Hickling, R., Roy, D.B., Hill, J.K., Fox, R. and Thomas, C.D. 2006. The distributions of a wide range of taxonomic groups are expanding polewards. Global Change Biology 12: 450-455.

Hughes, C.L., Dytham, C. and Hill, J.K. 2007. Modelling and analyzing evolution of dispersal in populations at expanding range boundaries. Ecological Entomology 32: 437-445.

Parmesan, C., Ryrholm, N., Stefanescu, C., Hill, J.K., Thomas, C.D., Descimon, H., Huntley, B., Kaila, L., Kullberg, J., Tammaru, T., Tennent, W.J., Thomas, J.A. and Warren, M. 1999. Poleward shifts in geographical ranges of butterfly species associated with regional warming. Nature 399: 579-583.
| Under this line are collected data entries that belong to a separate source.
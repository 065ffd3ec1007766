//! The opportunity engine: rank destination markets for a product.
//!
//! # Pipeline
//!
//! 1. Fetch trade flows related to the HS code (optionally one year).
//! 2. Drop flows into the exporter's own country.
//! 3. Aggregate volume and value per destination (first-seen order).
//! 4. Resolve tariff, documents and non-tariff measures per destination.
//! 5. Score, rank (stable, descending), truncate.
//!
//! Nothing is cached; every call recomputes from the store.

use anyhow::Result;
use serde::Serialize;

use crate::aggregate::aggregate_by_destination;
use crate::countries;
use crate::models::{HsCode, OpportunityResult, TradeFlow};
use crate::regulatory::RegulatoryTable;
use crate::scoring::{self, ScoreWeights};
use crate::store::{hs_related, load_regulatory_table, TradeStore};

/// Inputs for one ranking.
#[derive(Debug, Clone)]
pub struct OpportunityRequest {
    pub hs_code: HsCode,
    /// Exporter's country (alpha-2). Used for origin-specific document
    /// rules and to exclude the home market.
    pub origin_country: Option<String>,
    pub fob_price: f64,
    pub logistics_cost: f64,
    pub year: Option<i32>,
    pub limit: Option<usize>,
}

/// Engine tuning, decoupled from application config.
#[derive(Debug, Clone, Copy, Default, Serialize)]
pub struct EngineParams {
    pub weights: ScoreWeights,
}

pub struct OpportunityEngine<'a, S: TradeStore + ?Sized> {
    store: &'a S,
    table: RegulatoryTable,
    params: EngineParams,
}

impl<'a, S: TradeStore + ?Sized> OpportunityEngine<'a, S> {
    pub fn new(store: &'a S, table: RegulatoryTable, params: EngineParams) -> Self {
        Self {
            store,
            table,
            params,
        }
    }

    /// Builds an engine over the reference data held by `store`. An empty
    /// store falls back to the built-in table.
    pub async fn from_store(store: &'a S, params: EngineParams) -> Result<Self> {
        let table = load_regulatory_table(store).await?;
        Ok(Self::new(store, table, params))
    }

    pub fn table(&self) -> &RegulatoryTable {
        &self.table
    }

    /// Runs the full pipeline against stored trade flows.
    pub async fn rank(&self, req: &OpportunityRequest) -> Result<Vec<OpportunityResult>> {
        let rows = self.store.trade_flows(req.hs_code.as_str(), req.year).await?;
        Ok(self.rank_rows(req, rows))
    }

    /// Runs the pipeline over rows supplied by the caller (e.g. a remote
    /// trade-data source). Rows for unrelated HS codes or other years are
    /// dropped first.
    pub fn rank_rows(&self, req: &OpportunityRequest, rows: Vec<TradeFlow>) -> Vec<OpportunityResult> {
        let origin = req.origin_country.as_deref();
        let rows: Vec<TradeFlow> = rows
            .into_iter()
            .filter(|r| hs_related(r.hs_code.as_str(), req.hs_code.as_str()))
            .filter(|r| req.year.map_or(true, |y| r.year == y))
            .filter(|r| origin.map_or(true, |o| !r.destination_country.eq_ignore_ascii_case(o)))
            .collect();

        let aggregates = aggregate_by_destination(&rows);
        let max_volume = aggregates.iter().map(|a| a.volume).fold(0.0_f64, f64::max);

        let mut results: Vec<OpportunityResult> = aggregates
            .iter()
            .map(|agg| {
                let profile = self.table.resolve(&req.hs_code, &agg.country_code, origin);
                let breakdown = scoring::score(
                    agg.volume,
                    max_volume,
                    profile.tariff_rate,
                    profile.required_documents.len(),
                    &self.params.weights,
                );
                OpportunityResult {
                    country_code: agg.country_code.clone(),
                    country_name: countries::name_for(&agg.country_code),
                    score: breakdown.total,
                    demand_score: breakdown.demand,
                    tariff_score: breakdown.tariff,
                    ease_score: breakdown.ease,
                    landed_cost: scoring::landed_cost(
                        req.fob_price,
                        req.logistics_cost,
                        profile.tariff_rate,
                    ),
                    tariff_rate: profile.tariff_rate,
                    required_documents: profile
                        .required_documents
                        .into_iter()
                        .map(|d| d.name)
                        .collect(),
                    non_tariff_measures: profile.non_tariff_measures,
                    volume: agg.volume,
                    value_usd: agg.value_usd,
                }
            })
            .collect();

        scoring::rank(&mut results);
        if let Some(limit) = req.limit {
            results.truncate(limit);
        }

        tracing::debug!(
            hs_code = %req.hs_code,
            rows = rows.len(),
            destinations = results.len(),
            "ranked opportunities"
        );
        results
    }
}

/// Rows shown when the engine has no data for a product.
///
/// These are static placeholders, not computed from any store.
pub fn fallback_opportunities() -> Vec<OpportunityResult> {
    [
        ("IN", 85.0, 90.0, 76.0, 80.0),
        ("VN", 78.0, 75.0, 80.0, 80.0),
        ("ID", 72.0, 65.0, 80.0, 80.0),
    ]
    .into_iter()
    .map(|(code, score, demand, tariff, ease)| OpportunityResult {
        country_code: code.to_string(),
        country_name: countries::name_for(code),
        score,
        demand_score: demand,
        tariff_score: tariff,
        ease_score: ease,
        landed_cost: 0.0,
        tariff_rate: (100.0 - tariff) / 2.0,
        required_documents: crate::regulatory::BASELINE_DOCUMENTS
            .iter()
            .map(|d| d.to_string())
            .collect(),
        non_tariff_measures: Vec::new(),
        volume: 0.0,
        value_usd: 0.0,
    })
    .collect()
}

#[cfg(test)]
mod tests {
    use super::*;
    use crate::regulatory::{BASELINE_DOCUMENTS, DEFAULT_MFN_RATE};
    use crate::store::memory::InMemoryStore;

    fn flow(origin: &str, dest: &str, year: i32, volume: f64) -> TradeFlow {
        TradeFlow {
            hs_code: HsCode::parse("0901").unwrap(),
            origin_country: origin.to_string(),
            destination_country: dest.to_string(),
            year,
            volume,
            value_usd: volume * 3.0,
        }
    }

    fn request(origin: Option<&str>) -> OpportunityRequest {
        OpportunityRequest {
            hs_code: HsCode::parse("0901").unwrap(),
            origin_country: origin.map(str::to_string),
            fob_price: 10_000.0,
            logistics_cost: 1_500.0,
            year: None,
            limit: None,
        }
    }

    async fn seeded_store() -> InMemoryStore {
        let store = InMemoryStore::new();
        store
            .insert_trade_flows(
                &[
                    flow("BR", "US", 2023, 400.0),
                    flow("CO", "US", 2023, 100.0),
                    flow("BR", "DE", 2023, 300.0),
                    flow("BR", "FJ", 2023, 250.0),
                    flow("VN", "BR", 2023, 900.0),
                    flow("BR", "JP", 2022, 50.0),
                ],
                "test",
            )
            .await
            .unwrap();
        store
    }

    #[tokio::test]
    async fn test_rank_end_to_end() {
        let store = seeded_store().await;
        let engine = OpportunityEngine::new(&store, RegulatoryTable::builtin(), EngineParams::default());
        let results = engine.rank(&request(Some("BR"))).await.unwrap();

        // BR is the origin, so its own imports are excluded.
        assert!(results.iter().all(|r| r.country_code != "BR"));
        assert_eq!(results.len(), 4);

        // US: 500 volume (max), 0% tariff, 7 documents → 40 + 30 + 19.5
        let us = &results[0];
        assert_eq!(us.country_code, "US");
        assert_eq!(us.country_name, "United States");
        assert!((us.demand_score - 100.0).abs() < 1e-9);
        assert!((us.tariff_score - 100.0).abs() < 1e-9);
        assert!((us.ease_score - 65.0).abs() < 1e-9);
        assert!((us.score - 89.5).abs() < 1e-9);
        assert!((us.landed_cost - 11_500.0).abs() < 1e-9);
        assert_eq!(us.volume, 500.0);

        for r in &results {
            assert!((0.0..=100.0).contains(&r.score));
            assert!(r.tariff_score >= 0.0 && r.ease_score >= 0.0);
        }
        for pair in results.windows(2) {
            assert!(pair[0].score >= pair[1].score);
        }
    }

    #[tokio::test]
    async fn test_unknown_destination_uses_defaults() {
        let store = seeded_store().await;
        let engine = OpportunityEngine::new(&store, RegulatoryTable::builtin(), EngineParams::default());
        let results = engine.rank(&request(Some("BR"))).await.unwrap();
        let fj = results.iter().find(|r| r.country_code == "FJ").unwrap();
        assert_eq!(fj.tariff_rate, DEFAULT_MFN_RATE);
        assert_eq!(fj.required_documents, BASELINE_DOCUMENTS.to_vec());
        assert!((fj.landed_cost - 12_700.0).abs() < 1e-9);
    }

    #[tokio::test]
    async fn test_year_filter_and_limit() {
        let store = seeded_store().await;
        let engine = OpportunityEngine::new(&store, RegulatoryTable::builtin(), EngineParams::default());
        let mut req = request(None);
        req.year = Some(2022);
        let results = engine.rank(&req).await.unwrap();
        assert_eq!(results.len(), 1);
        assert_eq!(results[0].country_code, "JP");

        req.year = None;
        req.limit = Some(2);
        assert_eq!(engine.rank(&req).await.unwrap().len(), 2);
    }

    #[tokio::test]
    async fn test_empty_store_returns_empty() {
        let store = InMemoryStore::new();
        let engine = OpportunityEngine::from_store(&store, EngineParams::default())
            .await
            .unwrap();
        assert!(!engine.table().is_empty());
        assert!(engine.rank(&request(Some("BR"))).await.unwrap().is_empty());
    }

    #[test]
    fn test_ties_keep_aggregation_order() {
        let store = InMemoryStore::new();
        let engine = OpportunityEngine::new(&store, RegulatoryTable::default(), EngineParams::default());
        let rows = vec![
            flow("BR", "FJ", 2023, 100.0),
            flow("BR", "TO", 2023, 100.0),
            flow("BR", "WS", 2023, 100.0),
        ];
        let results = engine.rank_rows(&request(Some("BR")), rows);
        let order: Vec<&str> = results.iter().map(|r| r.country_code.as_str()).collect();
        assert_eq!(order, vec!["FJ", "TO", "WS"]);
    }

    #[test]
    fn test_rank_rows_ignores_other_products() {
        let store = InMemoryStore::new();
        let engine = OpportunityEngine::new(&store, RegulatoryTable::builtin(), EngineParams::default());
        let mut phones = flow("BR", "CN", 2023, 999.0);
        phones.hs_code = HsCode::parse("8517").unwrap();
        let mut roasted = flow("BR", "DE", 2023, 5.0);
        roasted.hs_code = HsCode::parse("090121").unwrap();
        let rows = vec![flow("BR", "US", 2023, 10.0), phones, roasted];

        let results = engine.rank_rows(&request(Some("BR")), rows);
        let order: Vec<&str> = results.iter().map(|r| r.country_code.as_str()).collect();
        assert_eq!(order, vec!["US", "DE"]);
        assert!((results[0].demand_score - 100.0).abs() < 1e-9);
    }

    #[test]
    fn test_fallback_rows() {
        let rows = fallback_opportunities();
        let names: Vec<&str> = rows.iter().map(|r| r.country_name.as_str()).collect();
        assert_eq!(names, vec!["India", "Vietnam", "Indonesia"]);
    }
}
Thomas, C.D., Bodsworth, E.J., Wilson, R.J., Simmons, A.D., Davies, Z.G., Musche, M. and Conradt, L. 2001. Ecological and evolutionary processes at expanding range margins. Nature 411: 577-581.

Thomas, C.D. and Jones, T.M. 1993. Partial recovery of a skipper butterfly (Hesperia comma) from population refuges: lessons for conservation in a fragmented landscape. Journal of Animal Ecology 62: 472-481.

Thomas, J.A., Thomas, C.D., Simcox, D.J. and Clarke, R.T. 1986. Ecology and declining status of the silver-spotted skipper butterfly (Hesperia comma) in Britain. Journal of Applied Ecology 23: 365-380.

White, P. and Kerr, J.T. 2006. Contrasting spatial and temporal global change impacts on butterfly species richness during the 20th century. Ecography 29: 908-918.